Equally, however, the claim that anything (like the origin of life) must happen by chance if you wait long enough is also fallacious. Again, this claim is based on the idea that no mathematically possible event has zero probability. But what is mathematically possible may be physically impossible. Consider the claim that 100 monkeys banging the keys of 100 typewriters (with no lunch breaks) will eventually produce the works of Shakespeare. Not true. The well-established chemical theory of rate processes tells us that all real-world processes are reversible — they can go backwards as well as forwards, and the net result is the balance between forward steps and backward steps. For a process to go forward on average requires a payback of free energy. If there is no such payback, each forward step will sooner or later be cancelled out by a backward step and the system will remain in stasis.
Applying this to the monkeys, we see that progress towards a Shakespeare folio would actually go backwards, not forwards, since the likelihood of the next keystroke being an error is much greater than the likelihood of it being correct (there being 26 letters in the alphabet, one would be correct but 25 would be mistakes). So if you started the monkeys with a typescript lacking just a single sonnet but otherwise complete and correct, it wouldn’t be long before The Merchant of Venice was in total disarray — let alone Much Ado About Nothing.
The only way the monkeys will ever complete their task successfully is if you artificially introduce a ‘payback’ system in which you remove and store any correct text the monkeys might generate, putting this text into quarantine so that it cannot be corrupted again. Some readers will recognise this as the fundamental principle behind Darwinian natural selection, but the monkeys-to-Shakespeare scenario, being just a numerical argument, admits no such intervention and is completely fallacious.
In order to apply mathematical probability theory to the real world, therefore, requires us to build the real world into the scenario. In physics and chemistry the result is something called ‘statistical mechanics’, which is one approach to the science of thermodynamics. The mathematical theory of probability can only be applied correctly to the real world through the filter of thermodynamics.
The probability of God
In the science of thermodynamics the statistical probability that a given system (or arrangement) will arise spontaneously in nature is related mathematically to the degree of order or complexity of the system. Systems with low complexity (high entropy or randomness) are likely to arise spontaneously, while systems with high order or complexity (low entropy or randomness) are unlikely to do so.

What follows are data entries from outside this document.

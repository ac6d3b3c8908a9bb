//! `twinpack cache` — Show the cache settings of both compiler stages.

use std::collections::BTreeMap;
use std::path::PathBuf;

use clap::Args;
use twinpack_common::config::{BuildEnv, HostOptions};
use twinpack_compose::cache::{CacheComponent, CacheKeyDeriver, CacheStage};
use twinpack_compose::target;

use crate::output;

/// Arguments for the `cache` command.
#[derive(Args, Debug)]
pub struct CacheArgs {
    /// Write the settings to this file instead of stdout.
    #[arg(short, long)]
    pub output: Option<PathBuf>,
}

/// Executes the `cache` command.
///
/// # Errors
///
/// Returns an error if the target is invalid or a cache key cannot be
/// derived.
pub fn execute(args: &CacheArgs, options: &HostOptions, env: &BuildEnv) -> anyhow::Result<()> {
    let target = target::resolve(options, env)?;
    let deriver = CacheKeyDeriver::new(env);
    let mut configs = BTreeMap::new();
    for stage in [CacheStage::TemplateCompiler, CacheStage::ComponentLoader] {
        let component = CacheComponent::for_stage(stage, env);
        let _ = configs.insert(stage.namespace(), deriver.derive(&component, &target)?);
    }
    output::write_json(&configs, args.output.as_deref())
}
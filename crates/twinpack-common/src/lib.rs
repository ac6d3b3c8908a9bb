//! # twinpack-common
//!
//! Shared types, error definitions, configuration models, and constants
//! used across the twinpack workspace.
//!
//! This crate is the leaf of the dependency graph. It depends on no other
//! internal crate.

pub mod config;
pub mod constants;
pub mod error;
pub mod types;
// Entity Models
//
// - Client: identity fields, shared between accounts
// - Account: balance rules, with Checking and Savings variants
// - Bank: passive registry of accounts

pub mod client;
pub mod account;
pub mod checking;
pub mod savings;
pub mod bank;

pub use client::{Client, SharedClient};
pub use account::{Account, AccountCore, AccountType, BankAccount};
pub use checking::{CheckingAccount, FeeCharge, MAINTENANCE_FEE};
pub use savings::{SavingsAccount, MONTHLY_INTEREST_RATE};
pub use bank::Bank;
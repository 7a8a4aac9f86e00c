// 🏦 Bank Entity - passive registry of accounts
//
// The bank keeps accounts in insertion order and hands out account numbers
// from its own sequence. It never mutates balances on its own; `transfer`
// only locates two registered accounts and delegates to the account rule.

use anyhow::{Context, Result};
use std::fmt;
use std::io::Write;
use tracing::info;

use crate::config::BankConfig;
use crate::entities::account::{Account, AccountCore, BankAccount};
use crate::entities::checking::{CheckingAccount, MAINTENANCE_FEE};
use crate::entities::client::SharedClient;
use crate::entities::savings::{SavingsAccount, MONTHLY_INTEREST_RATE};
use crate::error::{AccountError, AccountResult};
use crate::numbering::{AccountNumberSequence, DEFAULT_BRANCH_CODE};
use crate::statement::AccountSummary;

#[derive(Debug)]
pub struct Bank {
    name: String,
    branch_code: u32,
    maintenance_fee: f64,
    monthly_interest_rate: f64,

    /// Source of numbers for accounts opened through this bank
    numbers: AccountNumberSequence,

    /// Insertion order preserved, no duplicate check
    accounts: Vec<Account>,
}

impl Bank {
    /// Empty bank with default branch, fee and rate
    pub fn new(name: impl Into<String>) -> Self {
        Bank {
            name: name.into(),
            branch_code: DEFAULT_BRANCH_CODE,
            maintenance_fee: MAINTENANCE_FEE,
            monthly_interest_rate: MONTHLY_INTEREST_RATE,
            numbers: AccountNumberSequence::new(),
            accounts: Vec::new(),
        }
    }

    /// Bank built from a config; the config is validated first
    pub fn with_config(config: &BankConfig) -> Result<Self> {
        config.validate()?;

        Ok(Bank {
            name: config.bank_name.clone(),
            branch_code: config.branch_code,
            maintenance_fee: config.maintenance_fee,
            monthly_interest_rate: config.monthly_interest_rate,
            numbers: AccountNumberSequence::starting_at(config.first_account_number),
            accounts: Vec::new(),
        })
    }

    pub fn name(&self) -> &str {
        &self.name
    }

    pub fn branch_code(&self) -> u32 {
        self.branch_code
    }

    /// The bank's own number sequence, for accounts built outside `open_*`
    pub fn numbers_mut(&mut self) -> &mut AccountNumberSequence {
        &mut self.numbers
    }

    /// Register an account (no duplicate check)
    pub fn add_account(&mut self, account: impl Into<Account>) {
        let account = account.into();
        info!(
            bank = %self.name,
            account = account.number(),
            kind = account.account_type().as_str(),
            "account registered"
        );
        self.accounts.push(account);
    }

    /// Open and register a checking account, returning its number.
    ///
    /// Fails with `NumbersExhausted` once the bank's sequence is used up.
    pub fn open_checking(&mut self, owner: SharedClient) -> AccountResult<u32> {
        let core = self.next_core(owner)?;
        let number = core.number();
        self.add_account(CheckingAccount::new(core, self.maintenance_fee)?);
        Ok(number)
    }

    /// Open and register a savings account, returning its number
    pub fn open_savings(&mut self, owner: SharedClient) -> AccountResult<u32> {
        let core = self.next_core(owner)?;
        let number = core.number();
        self.add_account(SavingsAccount::new(core, self.monthly_interest_rate)?);
        Ok(number)
    }

    fn next_core(&mut self, owner: SharedClient) -> AccountResult<AccountCore> {
        let number = self.numbers.next_number()?;
        Ok(AccountCore::new(self.branch_code, number, owner))
    }

    /// Summaries in insertion order
    pub fn list_accounts(&self) -> impl Iterator<Item = AccountSummary> + '_ {
        self.accounts.iter().map(|account| account.summary())
    }

    /// First account with this number (insertion order), if any
    pub fn find_account(&self, number: u32) -> Option<&Account> {
        self.accounts.iter().find(|account| account.number() == number)
    }

    pub fn find_account_mut(&mut self, number: u32) -> Option<&mut Account> {
        self.accounts
            .iter_mut()
            .find(|account| account.number() == number)
    }

    fn position(&self, number: u32) -> AccountResult<usize> {
        self.accounts
            .iter()
            .position(|account| account.number() == number)
            .ok_or(AccountError::AccountNotFound(number))
    }

    /// Transfer between two registered accounts.
    ///
    /// Unknown numbers fail with `AccountNotFound` before any balance is
    /// touched; the rest follows `BankAccount::transfer`.
    pub fn transfer(&mut self, from: u32, to: u32, amount: f64) -> AccountResult<()> {
        let source = self.position(from)?;
        let destination = self.position(to)?;

        if source == destination {
            let account = &mut self.accounts[source];
            account.withdraw(amount)?;
            return account.deposit(amount);
        }

        let (source, destination) = if source < destination {
            let (left, right) = self.accounts.split_at_mut(destination);
            (&mut left[source], &mut right[0])
        } else {
            let (left, right) = self.accounts.split_at_mut(source);
            (&mut right[0], &mut left[destination])
        };

        source.transfer(amount, destination)
    }

    pub fn accounts(&self) -> &[Account] {
        &self.accounts
    }

    pub fn len(&self) -> usize {
        self.accounts.len()
    }

    pub fn is_empty(&self) -> bool {
        self.accounts.is_empty()
    }

    /// Sum of all registered balances
    pub fn total_balance(&self) -> f64 {
        self.accounts.iter().map(|account| account.balance()).sum()
    }

    /// Write the listing as CSV (header + one row per account)
    pub fn export_summaries_csv<W: Write>(&self, writer: W) -> Result<()> {
        let mut wtr = csv::Writer::from_writer(writer);

        for summary in self.list_accounts() {
            wtr.serialize(&summary)
                .with_context(|| format!("Failed to write account {}", summary.number))?;
        }

        wtr.flush().context("Failed to flush CSV output")?;
        Ok(())
    }
}

impl fmt::Display for Bank {
    fn fmt(&self, f: &mut fmt::Formatter<'_>) -> fmt::Result {
        let title = format!("=== Accounts at {} ===", self.name);
        writeln!(f, "{}", title)?;
        for summary in self.list_accounts() {
            writeln!(f, "{}", summary)?;
        }
        write!(f, "{}", "=".repeat(title.chars().count()))
    }
}

// ============================================================================
// TESTS
// ============================================================================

Oh, sorry for the techno-talk; let’s put it this way. If you see a pile of bricks by the roadside, they could have fallen off the back of a lorry (low complexity, high probability of happening spontaneously). But if you see a neat bungalow built of bricks it is most unlikely to have arisen by accident (high complexity, low probability of happening by chance).
Don’t know any thermodynamics? So, let’s learn some. Take a china soup bowl and drop it on a stone floor (preferably without the soup). Very likely it will become less ordered (or less organised) — instead of one piece of china having a nice symmetrical shape, there will be many pieces of different shapes and sizes. Now collect these pieces together and drop them on the same floor. Did they reassemble themselves into the ‘ordered’ form of an unbroken bowl? No? Oh well, that’s thermodynamics for you. Disordered states of matter arise spontaneously; ordered states do not.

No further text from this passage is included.